# self grounding receptacles



## donselec (May 7, 2011)

that dont make much sense...redundant grounding would be a good thing to me.
jmo....


----------



## Speedy Petey (Jan 10, 2007)

If you have a copy of the NEC, which I would hope a master electrician would, look in the index for "Receptacles, Grounding type"

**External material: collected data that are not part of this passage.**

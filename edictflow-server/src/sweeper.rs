//! Periodic auto-revert of expired temporary change requests

use std::time::Duration;

use edictflow_core::engine::Controller;
use tokio::task::JoinHandle;
use tokio_util::sync::CancellationToken;

/// Run `sweep_expired` every `interval` until `cancel` fires
pub fn spawn(controller: Controller, interval: Duration, cancel: CancellationToken) -> JoinHandle<()> {
    tokio::spawn(async move {
        let mut ticker = tokio::time::interval(interval);
        ticker.set_missed_tick_behavior(tokio::time::MissedTickBehavior::Delay);
        loop {
            tokio::select! {
                _ = cancel.cancelled() => break,
                _ = ticker.tick() => {
                    let controller = controller.clone();
                    // The sweep touches the store, which may block
                    if let Err(e) = tokio::task::spawn_blocking(move || sweep_once(&controller)).await {
                        tracing::error!(error = %e, "sweep task panicked");
                    }
                }
            }
        }
        tracing::debug!("sweeper stopped");
    })
}

/// One sweep; failures are logged and retried on the next tick
pub fn sweep_once(controller: &Controller) -> usize {
    match controller.changes().sweep_expired() {
        Ok(reverted) => {
            if !reverted.is_empty() {
                tracing::info!(count = reverted.len(), "auto-reverted expired changes");
            }
            reverted.len()
        }
        Err(e) => {
            tracing::warn!(error = %e, "sweep failed");
            0
        }
    }
}
//! Bearer credential authentication
//!
//! Both the session handshake and the HTTP API authenticate with
//! `Authorization: Bearer <token>`. A token resolves to the user it was
//! issued to and, for agent credentials, the agent id it binds.

use std::collections::HashMap;
use std::path::Path;

use axum::http::header::AUTHORIZATION;
use axum::http::HeaderMap;
use serde::{Deserialize, Serialize};

use crate::error::{Result, ServerError};

/// Who a bearer credential belongs to
#[derive(Debug, Clone, PartialEq, Eq, Serialize, Deserialize)]
pub struct Identity {
    pub user_id: String,
    /// Bound agent; absent for operator credentials
    #[serde(default)]
    pub agent_id: Option<String>,
}

impl Identity {
    pub fn user(user_id: impl Into<String>) -> Self {
        Self {
            user_id: user_id.into(),
            agent_id: None,
        }
    }

    pub fn agent(user_id: impl Into<String>, agent_id: impl Into<String>) -> Self {
        Self {
            user_id: user_id.into(),
            agent_id: Some(agent_id.into()),
        }
    }
}

/// Resolves bearer tokens to identities
pub trait Authenticator: Send + Sync {
    fn authenticate(&self, token: &str) -> Option<Identity>;
}

/// Fixed token table, loaded from JSON `{ "<token>": { "user_id": ..., "agent_id": ... } }`
#[derive(Debug, Clone, Default, Deserialize)]
#[serde(transparent)]
pub struct StaticTokens {
    tokens: HashMap<String, Identity>,
}

impl StaticTokens {
    pub fn new() -> Self {
        Self::default()
    }

    pub fn from_file(path: impl AsRef<Path>) -> Result<Self> {
        let path = path.as_ref();
        let text = std::fs::read_to_string(path)?;
        serde_json::from_str(&text).map_err(|e| {
            ServerError::Config(format!("invalid token file {}: {}", path.display(), e))
        })
    }

    pub fn with_token(mut self, token: impl Into<String>, identity: Identity) -> Self {
        self.tokens.insert(token.into(), identity);
        self
    }

    pub fn len(&self) -> usize {
        self.tokens.len()
    }

    pub fn is_empty(&self) -> bool {
        self.tokens.is_empty()
    }
}

impl Authenticator for StaticTokens {
    fn authenticate(&self, token: &str) -> Option<Identity> {
        self.tokens.get(token).cloned()
    }
}

/// The bearer token from an `Authorization` header
pub fn bearer_token(headers: &HeaderMap) -> Option<&str> {
    let value = headers.get(AUTHORIZATION)?.to_str().ok()?;
    let token = value
        .strip_prefix("Bearer ")
        .or_else(|| value.strip_prefix("bearer "))?
        .trim();
    (!token.is_empty()).then_some(token)
}

/// Authenticate a request by its headers
pub fn identify(auth: &dyn Authenticator, headers: &HeaderMap) -> Result<Identity> {
    bearer_token(headers)
        .and_then(|token| auth.authenticate(token))
        .ok_or(ServerError::Unauthorized)
}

No idea about the NYC thing. Who did you hear this from?


----------



## steeler1029 (Jan 5, 2013)

A Friend of mine was telling me he recieved a violation for this i was just wondering if the other inspectors are picking this up


----------



## Speedy Petey (Jan 10, 2007)

Never heard of it, but then again I'm not up on NYC amendments. Sound like BS to me.

Anyone?


----------



## btharmy (Jan 17, 2009)

steeler1029 said:


> I heard it was a violation to ground the receptacle to the box when using a self grounding receptacle in new york city ,does anyone know if this is true and what is the nec code on it


It is only redundant if the device is attached directly to the grounded box itself. Once there is a plaster ring or raised device cover all bets are off. They are not effectively grounded by the 8-32 screws holding them in place unless rated otherwise. -2008 NEC 250.146(a)


----------



## Deep Cover (Dec 8, 2012)

That's sarcasm...right?

edit to your edit: Your reference is to "Surface Mount Boxes" and regular receptacles.


----------



## btharmy (Jan 17, 2009)

Deep Cover said:


> That's sarcasm...right?
> 
> edit to your edit: Your reference is to "Surface Mount Boxes" and regular receptacles.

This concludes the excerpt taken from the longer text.